‘Twice as Contagious’ Delta Variant Emerged In India Less Than a Month After Pfizer Announced COVID-Related Monkey Research—Pfizer HQ’d in Mumbai

  • Undercover video released Wednesday by Project Veritas shows Pfizer executive Dr. Jordon Walker—a medical doctor who graduated from Yale and UT Southwestern—claiming that his company was exploring ways to “mutate” coronavirus via “directed evolution.”
  • Dr. Walker revealed Pfizer scientists were “optimizing” the virus’ mutation process by putting “the virus in monkeys” and worried about potential outbreaks.
  • Pfizer announced back in September 2020 that it was conducting COVID-19-related studies with macaque monkeys.
  • Less than a month later, the Delta variant of the virus was discovered in India, where Pfizer has been operating since 1950 (Mumbai).
  • The Delta variant is “twice as contagious” as initial COVID variants and more likely to “put infected people in the hospital.”
  • Delta was first discovered in Maharashtra, India, the state in which Mumbai is located.
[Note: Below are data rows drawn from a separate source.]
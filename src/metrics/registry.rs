// Prometheus registry for request, latency and custom KPI metrics

use anyhow::{Context, Result};
use prometheus::{GaugeVec, HistogramOpts, HistogramVec, IntCounterVec, Opts, Registry, TextEncoder};
use std::time::Duration;

/// Metrics exposed on `/metrics`
pub struct ServingMetrics {
    registry: Registry,
    requests: IntCounterVec,
    latency: HistogramVec,
    custom: GaugeVec,
}

impl ServingMetrics {
    pub fn new() -> Result<Self> {
        let registry = Registry::new();

        let requests = IntCounterVec::new(
            Opts::new("modelserve_requests_total", "Route invocations by outcome"),
            &["route", "status"],
        )
        .context("Failed to create request counter")?;

        let latency = HistogramVec::new(
            HistogramOpts::new(
                "modelserve_route_latency_seconds",
                "Time spent in a single route's inference pipeline",
            ),
            &["route"],
        )
        .context("Failed to create latency histogram")?;

        let custom = GaugeVec::new(
            Opts::new("modelserve_custom_metric", "Last value of a model-emitted KPI"),
            &["model", "name"],
        )
        .context("Failed to create custom metric gauge")?;

        registry.register(Box::new(requests.clone()))?;
        registry.register(Box::new(latency.clone()))?;
        registry.register(Box::new(custom.clone()))?;

        Ok(Self {
            registry,
            requests,
            latency,
            custom,
        })
    }

    /// Record one route invocation
    pub fn observe_route(&self, route: &str, ok: bool, elapsed: Duration) {
        let status = if ok { "ok" } else { "error" };
        self.requests.with_label_values(&[route, status]).inc();
        self.latency
            .with_label_values(&[route])
            .observe(elapsed.as_secs_f64());
    }

    /// Set a custom KPI gauge
    pub fn record_custom(&self, model: Option<&str>, name: &str, value: f64) {
        self.custom
            .with_label_values(&[model.unwrap_or(""), name])
            .set(value);
    }

    /// Total invocations recorded for a route and status
    pub fn request_count(&self, route: &str, status: &str) -> u64 {
        self.requests.with_label_values(&[route, status]).get()
    }

    /// Current value of a custom KPI gauge
    pub fn custom_value(&self, model: Option<&str>, name: &str) -> f64 {
        self.custom
            .with_label_values(&[model.unwrap_or(""), name])
            .get()
    }

    /// Prometheus text exposition format
    pub fn render(&self) -> Result<String> {
        let encoder = TextEncoder::new();
        encoder
            .encode_to_string(&self.registry.gather())
            .context("Failed to encode metrics")
    }
}

#[cfg(test)]
mod tests {
    use super::*;

    #[test]
    fn test_observe_route_counts() {
        let metrics = ServingMetrics::new().unwrap();
        metrics.observe_route("champion", true, Duration::from_millis(3));
        metrics.observe_route("champion", false, Duration::from_millis(3));
        metrics.observe_route("champion", true, Duration::from_millis(3));
        assert_eq!(metrics.request_count("champion", "ok"), 2);
        assert_eq!(metrics.request_count("champion", "error"), 1);
    }

    #[test]
    fn test_render_contains_custom_metric() {
        let metrics = ServingMetrics::new().unwrap();
        metrics.record_custom(Some("iris"), "my_kpi", 7.5);
        let text = metrics.render().unwrap();
        assert!(text.contains("modelserve_custom_metric"));
        assert!(text.contains("my_kpi"));
    }
}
A new video released by Project Veritas on Wednesday showed Pfizer Inc. executive Dr. Jordon Trishton Walker claiming that his company had been exploring ways to “mutate” the coronavirus via “directed evolution.” He revealed that Pfizer scientists had been “optimizing” the virus’ mutation process by putting “the virus in monkeys” and worried about potential outbreaks.

Dr. Walker graduated from Yale and the University of Texas Southwestern medical school, according to Project Veritas founder James O’Keefe.

“We can do these selected structure mutations to make [coronaviruses] more potent,” the Pfizer executive said. “There is research ongoing about that. I don’t know how that is going to work. There better not be any more outbreaks because Jesus Christ.”

Pfizer announced it was conducting COVID-19-related studies with macaque monkeys in a press release published on September 9, 2020. And the first case of Delta, a variant of SARS-CoV-2, was discovered in India—where Pfizer has been operating for over half a century—on October 5, 2020, according to the World Health Organization (WHO), less than a month after Pfizer announced its COVID-related monkey research.

Pfizer has worked in India since 1950, its operations comprising “three manufacturing plants, two R&D centers and six regional centers for commercial operations and global support functions,” according to the company webpage. The pharmaceutical company represents “the fourth largest multinational pharmaceutical company in India.” Its headquarters are located in densely populated Mumbai, India’s largest city, on the country’s west coast.

The Delta variant was first discovered in Maharashtra, India, the state where Mumbai is located.

“B.1.617.2, a variant of Covid-19 is known as the Delta variant. It was first identified in October 2020 in India, and was primarily responsible for the second wave in the country, today accounting for over 80 percent of new Covid-19 cases,” said Dr. NK Arora, co-chair of the Indian SARS-CoV-2 Genomics Consortium (INSACOG), according to The Hindustan Times. “It emerged in Maharashtra and traveled northwards along the western states of the country before entering the central and the eastern states.”

The Delta variant was determined to be “twice as contagious” as initial COVID variants and more likely to “put infected people in the hospital,” an outcome echoing what Pfizer’s Dr. Walker admitted about his company mutating and optimizing coronavirus to be “more potent.” Yale Medicine says Delta was “more than twice as contagious as previous variants” and that “studies have shown it to be more likely than the original virus to put infected people in the hospital.”

“Does this undercover video mean that Pfizer has been using macaque monkeys in directed man-made mutagenic experiments?” asked Dr. Richard Bartlett, a 30-year medical practitioner and former appointee to then-Texas Gov. Rick Perry’s Health Disparities Task Force. “I also think it’s interesting that Pfizer has been in India since 1950 and that the first significant COVID variant, the Delta variant, appeared in India.”

“Dr. Walker has been working on the inside at Pfizer for a long time. Do his statements connect the dots between rapidly appearing mutations and a pharmaceutical company that is not only conducting directed mutations research but also providing the solution of a vaccine?”

Since at least 2019, the U.S. National Institutes of Health (NIH) has invested tens of millions of dollars in COVID-related research involving macaques.